== WORK TASK ==
Scan the entries that follow and copy out every line containing "ScanFailure".

Start of DATASET CONTENT

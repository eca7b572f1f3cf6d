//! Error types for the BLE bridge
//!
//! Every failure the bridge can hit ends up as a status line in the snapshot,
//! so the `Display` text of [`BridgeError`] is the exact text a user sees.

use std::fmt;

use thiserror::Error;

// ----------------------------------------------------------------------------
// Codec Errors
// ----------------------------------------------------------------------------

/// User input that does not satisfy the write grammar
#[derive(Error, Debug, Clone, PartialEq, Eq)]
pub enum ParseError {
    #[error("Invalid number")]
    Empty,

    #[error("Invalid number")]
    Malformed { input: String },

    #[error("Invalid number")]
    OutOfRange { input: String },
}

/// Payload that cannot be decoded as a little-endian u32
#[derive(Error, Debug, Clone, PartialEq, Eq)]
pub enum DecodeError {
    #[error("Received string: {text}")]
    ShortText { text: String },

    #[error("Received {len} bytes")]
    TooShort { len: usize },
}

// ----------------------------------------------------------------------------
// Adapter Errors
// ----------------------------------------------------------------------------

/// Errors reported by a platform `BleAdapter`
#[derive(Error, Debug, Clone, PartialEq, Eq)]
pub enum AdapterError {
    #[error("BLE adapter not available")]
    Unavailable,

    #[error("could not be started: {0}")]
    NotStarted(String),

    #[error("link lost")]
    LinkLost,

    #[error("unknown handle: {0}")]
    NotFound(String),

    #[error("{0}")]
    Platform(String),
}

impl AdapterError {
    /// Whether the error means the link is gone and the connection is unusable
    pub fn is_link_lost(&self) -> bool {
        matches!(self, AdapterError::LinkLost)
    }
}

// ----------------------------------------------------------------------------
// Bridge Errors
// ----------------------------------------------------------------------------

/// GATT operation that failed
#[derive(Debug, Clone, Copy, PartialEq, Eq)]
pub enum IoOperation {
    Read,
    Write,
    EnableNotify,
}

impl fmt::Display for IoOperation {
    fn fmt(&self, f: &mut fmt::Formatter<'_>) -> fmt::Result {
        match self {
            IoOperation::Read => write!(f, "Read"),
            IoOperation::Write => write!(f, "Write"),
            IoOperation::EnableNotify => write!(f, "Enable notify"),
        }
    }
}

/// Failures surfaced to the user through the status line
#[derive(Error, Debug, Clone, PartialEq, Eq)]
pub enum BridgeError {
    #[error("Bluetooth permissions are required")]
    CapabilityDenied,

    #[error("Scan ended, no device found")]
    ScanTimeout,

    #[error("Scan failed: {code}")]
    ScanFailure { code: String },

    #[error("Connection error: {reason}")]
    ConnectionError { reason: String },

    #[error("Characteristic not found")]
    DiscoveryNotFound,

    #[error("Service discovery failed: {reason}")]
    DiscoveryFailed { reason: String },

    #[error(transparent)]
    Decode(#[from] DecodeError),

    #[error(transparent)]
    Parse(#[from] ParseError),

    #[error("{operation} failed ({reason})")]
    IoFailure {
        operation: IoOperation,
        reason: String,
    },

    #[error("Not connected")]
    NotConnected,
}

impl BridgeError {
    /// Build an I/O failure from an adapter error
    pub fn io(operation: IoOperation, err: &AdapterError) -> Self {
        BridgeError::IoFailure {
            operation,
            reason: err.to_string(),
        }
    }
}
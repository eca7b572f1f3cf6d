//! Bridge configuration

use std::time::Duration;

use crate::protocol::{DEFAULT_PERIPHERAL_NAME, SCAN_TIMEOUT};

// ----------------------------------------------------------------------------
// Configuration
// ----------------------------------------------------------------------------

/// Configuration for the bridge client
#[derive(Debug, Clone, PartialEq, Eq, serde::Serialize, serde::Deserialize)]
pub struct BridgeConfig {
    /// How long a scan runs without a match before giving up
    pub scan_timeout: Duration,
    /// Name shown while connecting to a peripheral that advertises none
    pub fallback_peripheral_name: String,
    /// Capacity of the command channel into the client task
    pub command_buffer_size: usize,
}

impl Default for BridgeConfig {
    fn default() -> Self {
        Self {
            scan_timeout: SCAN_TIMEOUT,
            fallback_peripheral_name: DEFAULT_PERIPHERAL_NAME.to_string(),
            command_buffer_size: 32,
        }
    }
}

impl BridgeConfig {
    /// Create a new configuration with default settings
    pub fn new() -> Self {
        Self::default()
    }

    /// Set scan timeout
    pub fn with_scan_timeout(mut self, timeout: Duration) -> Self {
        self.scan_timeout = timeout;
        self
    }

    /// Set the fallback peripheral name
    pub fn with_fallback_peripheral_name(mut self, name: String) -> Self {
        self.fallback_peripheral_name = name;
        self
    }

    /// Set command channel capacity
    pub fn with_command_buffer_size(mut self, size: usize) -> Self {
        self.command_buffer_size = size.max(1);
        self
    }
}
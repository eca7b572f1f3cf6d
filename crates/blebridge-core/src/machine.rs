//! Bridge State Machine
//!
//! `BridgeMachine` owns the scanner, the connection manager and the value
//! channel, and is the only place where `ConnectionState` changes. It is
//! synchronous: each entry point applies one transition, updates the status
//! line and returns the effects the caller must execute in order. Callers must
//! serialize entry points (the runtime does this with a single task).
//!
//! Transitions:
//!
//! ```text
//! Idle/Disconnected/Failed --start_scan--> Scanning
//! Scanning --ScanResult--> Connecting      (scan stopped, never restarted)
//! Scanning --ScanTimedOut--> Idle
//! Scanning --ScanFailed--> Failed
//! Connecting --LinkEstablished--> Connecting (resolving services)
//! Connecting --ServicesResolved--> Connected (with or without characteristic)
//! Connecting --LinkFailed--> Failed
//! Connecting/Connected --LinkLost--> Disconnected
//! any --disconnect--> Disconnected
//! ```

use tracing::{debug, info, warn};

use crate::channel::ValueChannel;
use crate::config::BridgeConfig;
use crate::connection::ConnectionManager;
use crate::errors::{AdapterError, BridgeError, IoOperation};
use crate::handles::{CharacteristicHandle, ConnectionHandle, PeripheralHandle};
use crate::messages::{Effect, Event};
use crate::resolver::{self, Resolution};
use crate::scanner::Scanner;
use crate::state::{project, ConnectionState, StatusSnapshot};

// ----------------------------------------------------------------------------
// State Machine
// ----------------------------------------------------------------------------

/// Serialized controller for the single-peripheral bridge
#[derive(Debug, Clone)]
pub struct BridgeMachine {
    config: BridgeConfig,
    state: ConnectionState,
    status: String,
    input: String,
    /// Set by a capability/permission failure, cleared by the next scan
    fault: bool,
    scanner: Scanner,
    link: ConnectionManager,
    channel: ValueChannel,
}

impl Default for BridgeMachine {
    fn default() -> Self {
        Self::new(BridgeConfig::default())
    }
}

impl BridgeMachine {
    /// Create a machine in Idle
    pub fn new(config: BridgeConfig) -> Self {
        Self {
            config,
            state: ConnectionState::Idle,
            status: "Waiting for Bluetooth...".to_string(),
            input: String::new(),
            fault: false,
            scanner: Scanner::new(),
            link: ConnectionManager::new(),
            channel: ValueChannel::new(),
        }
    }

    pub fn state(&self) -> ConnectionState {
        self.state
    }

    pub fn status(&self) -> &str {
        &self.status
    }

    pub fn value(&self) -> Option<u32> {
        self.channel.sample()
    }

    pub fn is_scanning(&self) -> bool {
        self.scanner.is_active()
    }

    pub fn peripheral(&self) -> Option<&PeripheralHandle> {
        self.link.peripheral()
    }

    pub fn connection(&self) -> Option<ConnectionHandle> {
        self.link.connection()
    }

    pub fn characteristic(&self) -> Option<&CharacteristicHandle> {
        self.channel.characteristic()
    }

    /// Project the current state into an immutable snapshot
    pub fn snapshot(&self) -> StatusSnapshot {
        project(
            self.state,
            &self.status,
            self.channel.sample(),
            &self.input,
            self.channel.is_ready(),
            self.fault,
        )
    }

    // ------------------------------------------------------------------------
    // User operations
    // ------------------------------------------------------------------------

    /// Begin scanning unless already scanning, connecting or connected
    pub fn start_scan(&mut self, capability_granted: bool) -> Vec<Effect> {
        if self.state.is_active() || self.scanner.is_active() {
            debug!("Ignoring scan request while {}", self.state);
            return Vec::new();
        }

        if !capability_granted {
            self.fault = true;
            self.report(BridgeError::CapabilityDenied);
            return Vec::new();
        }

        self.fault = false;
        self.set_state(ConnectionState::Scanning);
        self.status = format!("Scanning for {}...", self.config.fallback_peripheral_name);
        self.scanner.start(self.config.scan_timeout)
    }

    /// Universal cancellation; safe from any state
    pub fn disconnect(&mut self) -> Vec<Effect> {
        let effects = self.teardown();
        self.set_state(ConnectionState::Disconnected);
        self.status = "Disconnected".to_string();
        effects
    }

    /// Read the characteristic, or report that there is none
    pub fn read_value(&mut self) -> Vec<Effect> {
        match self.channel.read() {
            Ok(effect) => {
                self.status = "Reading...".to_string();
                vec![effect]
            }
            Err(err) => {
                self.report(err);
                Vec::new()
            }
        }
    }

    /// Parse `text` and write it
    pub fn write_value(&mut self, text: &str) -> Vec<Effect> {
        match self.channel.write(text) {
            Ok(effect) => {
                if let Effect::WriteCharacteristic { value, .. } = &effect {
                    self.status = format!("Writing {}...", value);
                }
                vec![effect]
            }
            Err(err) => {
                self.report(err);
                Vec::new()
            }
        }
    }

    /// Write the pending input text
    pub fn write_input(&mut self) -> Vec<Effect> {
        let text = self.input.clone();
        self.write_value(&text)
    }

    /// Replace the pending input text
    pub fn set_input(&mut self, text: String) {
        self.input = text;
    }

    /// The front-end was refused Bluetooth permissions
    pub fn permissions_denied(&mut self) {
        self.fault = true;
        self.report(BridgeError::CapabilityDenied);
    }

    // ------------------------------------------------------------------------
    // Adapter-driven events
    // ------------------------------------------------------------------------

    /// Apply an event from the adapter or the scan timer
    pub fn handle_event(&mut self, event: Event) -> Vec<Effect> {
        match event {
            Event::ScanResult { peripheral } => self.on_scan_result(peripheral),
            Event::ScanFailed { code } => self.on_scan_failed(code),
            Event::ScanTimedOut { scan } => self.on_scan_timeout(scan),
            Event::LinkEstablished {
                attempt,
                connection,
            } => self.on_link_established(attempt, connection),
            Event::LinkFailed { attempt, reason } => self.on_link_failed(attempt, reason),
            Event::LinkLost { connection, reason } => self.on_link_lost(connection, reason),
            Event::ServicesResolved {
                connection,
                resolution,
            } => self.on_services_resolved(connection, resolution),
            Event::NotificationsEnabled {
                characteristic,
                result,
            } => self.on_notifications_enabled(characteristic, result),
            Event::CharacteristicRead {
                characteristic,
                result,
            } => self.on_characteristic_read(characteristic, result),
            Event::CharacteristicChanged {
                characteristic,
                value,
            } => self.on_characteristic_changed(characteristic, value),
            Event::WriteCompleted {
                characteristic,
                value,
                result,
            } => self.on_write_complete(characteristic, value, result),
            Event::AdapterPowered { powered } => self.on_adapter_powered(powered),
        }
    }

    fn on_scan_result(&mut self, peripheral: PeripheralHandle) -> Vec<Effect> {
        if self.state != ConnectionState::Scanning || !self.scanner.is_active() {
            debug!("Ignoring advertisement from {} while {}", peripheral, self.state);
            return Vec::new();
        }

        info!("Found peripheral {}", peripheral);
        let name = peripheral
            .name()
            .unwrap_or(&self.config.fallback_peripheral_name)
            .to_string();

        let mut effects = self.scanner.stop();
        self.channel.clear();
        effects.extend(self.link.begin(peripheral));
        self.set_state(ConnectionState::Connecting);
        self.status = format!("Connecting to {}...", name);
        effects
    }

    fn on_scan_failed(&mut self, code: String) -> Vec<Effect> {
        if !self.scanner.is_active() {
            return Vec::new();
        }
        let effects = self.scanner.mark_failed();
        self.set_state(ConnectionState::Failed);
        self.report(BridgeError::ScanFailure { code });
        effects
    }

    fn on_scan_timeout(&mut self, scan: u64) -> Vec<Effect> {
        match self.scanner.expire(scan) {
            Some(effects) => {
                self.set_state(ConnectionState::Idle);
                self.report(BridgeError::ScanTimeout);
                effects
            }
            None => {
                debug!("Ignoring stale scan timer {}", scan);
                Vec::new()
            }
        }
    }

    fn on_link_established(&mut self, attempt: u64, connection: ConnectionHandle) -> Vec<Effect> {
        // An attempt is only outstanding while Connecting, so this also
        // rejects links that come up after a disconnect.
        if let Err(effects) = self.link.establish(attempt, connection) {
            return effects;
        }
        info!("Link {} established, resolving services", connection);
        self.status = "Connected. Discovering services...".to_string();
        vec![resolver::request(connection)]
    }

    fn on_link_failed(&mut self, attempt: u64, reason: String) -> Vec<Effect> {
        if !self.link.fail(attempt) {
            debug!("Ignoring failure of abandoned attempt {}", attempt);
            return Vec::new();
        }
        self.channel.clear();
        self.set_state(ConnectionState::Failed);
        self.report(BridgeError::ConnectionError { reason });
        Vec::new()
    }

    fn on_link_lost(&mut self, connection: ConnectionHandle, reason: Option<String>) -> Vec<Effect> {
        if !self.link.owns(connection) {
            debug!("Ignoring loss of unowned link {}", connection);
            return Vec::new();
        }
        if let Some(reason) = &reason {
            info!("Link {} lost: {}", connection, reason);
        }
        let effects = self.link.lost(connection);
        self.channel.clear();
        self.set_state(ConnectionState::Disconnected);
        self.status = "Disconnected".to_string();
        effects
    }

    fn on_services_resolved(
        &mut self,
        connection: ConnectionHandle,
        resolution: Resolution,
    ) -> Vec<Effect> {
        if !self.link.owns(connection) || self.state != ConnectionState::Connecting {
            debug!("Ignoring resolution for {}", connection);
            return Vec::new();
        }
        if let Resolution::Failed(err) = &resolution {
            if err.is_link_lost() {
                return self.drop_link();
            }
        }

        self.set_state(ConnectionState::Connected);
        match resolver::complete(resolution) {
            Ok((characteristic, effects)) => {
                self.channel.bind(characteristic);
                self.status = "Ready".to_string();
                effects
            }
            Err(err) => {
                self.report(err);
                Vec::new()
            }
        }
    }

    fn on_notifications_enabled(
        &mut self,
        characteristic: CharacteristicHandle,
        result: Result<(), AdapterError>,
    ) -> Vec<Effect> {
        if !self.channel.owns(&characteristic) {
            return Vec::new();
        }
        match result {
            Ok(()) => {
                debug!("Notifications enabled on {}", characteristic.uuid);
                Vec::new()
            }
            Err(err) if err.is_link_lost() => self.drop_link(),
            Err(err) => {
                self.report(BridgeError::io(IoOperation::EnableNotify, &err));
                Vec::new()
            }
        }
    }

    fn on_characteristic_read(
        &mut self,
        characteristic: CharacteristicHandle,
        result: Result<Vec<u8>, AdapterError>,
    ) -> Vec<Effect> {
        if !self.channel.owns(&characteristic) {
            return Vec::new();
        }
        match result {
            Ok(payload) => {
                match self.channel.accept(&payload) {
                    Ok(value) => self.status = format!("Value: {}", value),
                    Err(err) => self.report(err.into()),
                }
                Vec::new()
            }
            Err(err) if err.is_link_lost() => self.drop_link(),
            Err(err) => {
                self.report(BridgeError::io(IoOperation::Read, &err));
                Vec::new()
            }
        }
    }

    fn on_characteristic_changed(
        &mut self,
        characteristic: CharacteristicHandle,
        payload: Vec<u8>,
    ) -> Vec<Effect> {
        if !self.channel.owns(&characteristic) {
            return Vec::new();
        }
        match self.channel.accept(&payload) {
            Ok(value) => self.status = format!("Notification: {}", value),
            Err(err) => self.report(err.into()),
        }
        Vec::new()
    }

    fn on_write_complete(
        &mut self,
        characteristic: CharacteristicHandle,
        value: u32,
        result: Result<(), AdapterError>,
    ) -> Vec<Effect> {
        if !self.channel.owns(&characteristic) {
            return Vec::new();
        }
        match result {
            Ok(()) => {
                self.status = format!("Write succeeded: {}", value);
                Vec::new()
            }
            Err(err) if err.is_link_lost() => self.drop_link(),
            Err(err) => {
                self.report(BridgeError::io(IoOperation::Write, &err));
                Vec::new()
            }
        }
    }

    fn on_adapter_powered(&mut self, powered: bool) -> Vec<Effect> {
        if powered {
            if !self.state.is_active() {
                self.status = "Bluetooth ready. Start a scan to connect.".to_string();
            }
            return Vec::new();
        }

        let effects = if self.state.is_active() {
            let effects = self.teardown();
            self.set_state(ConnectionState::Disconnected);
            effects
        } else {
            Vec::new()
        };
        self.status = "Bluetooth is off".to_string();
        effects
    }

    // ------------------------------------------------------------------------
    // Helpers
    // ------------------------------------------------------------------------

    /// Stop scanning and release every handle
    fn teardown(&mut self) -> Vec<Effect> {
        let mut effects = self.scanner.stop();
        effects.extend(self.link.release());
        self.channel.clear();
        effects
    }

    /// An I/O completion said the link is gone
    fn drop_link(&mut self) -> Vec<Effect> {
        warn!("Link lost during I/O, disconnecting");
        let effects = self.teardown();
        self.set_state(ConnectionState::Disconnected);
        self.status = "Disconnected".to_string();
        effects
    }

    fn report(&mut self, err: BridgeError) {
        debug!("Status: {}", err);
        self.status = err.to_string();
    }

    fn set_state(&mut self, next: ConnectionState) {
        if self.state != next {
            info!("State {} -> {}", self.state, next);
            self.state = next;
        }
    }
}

End of DATASET CONTENT

== SOLUTION TO THE EXERCISE ==
    ScanFailure { code: String },
        self.report(BridgeError::ScanFailure { code });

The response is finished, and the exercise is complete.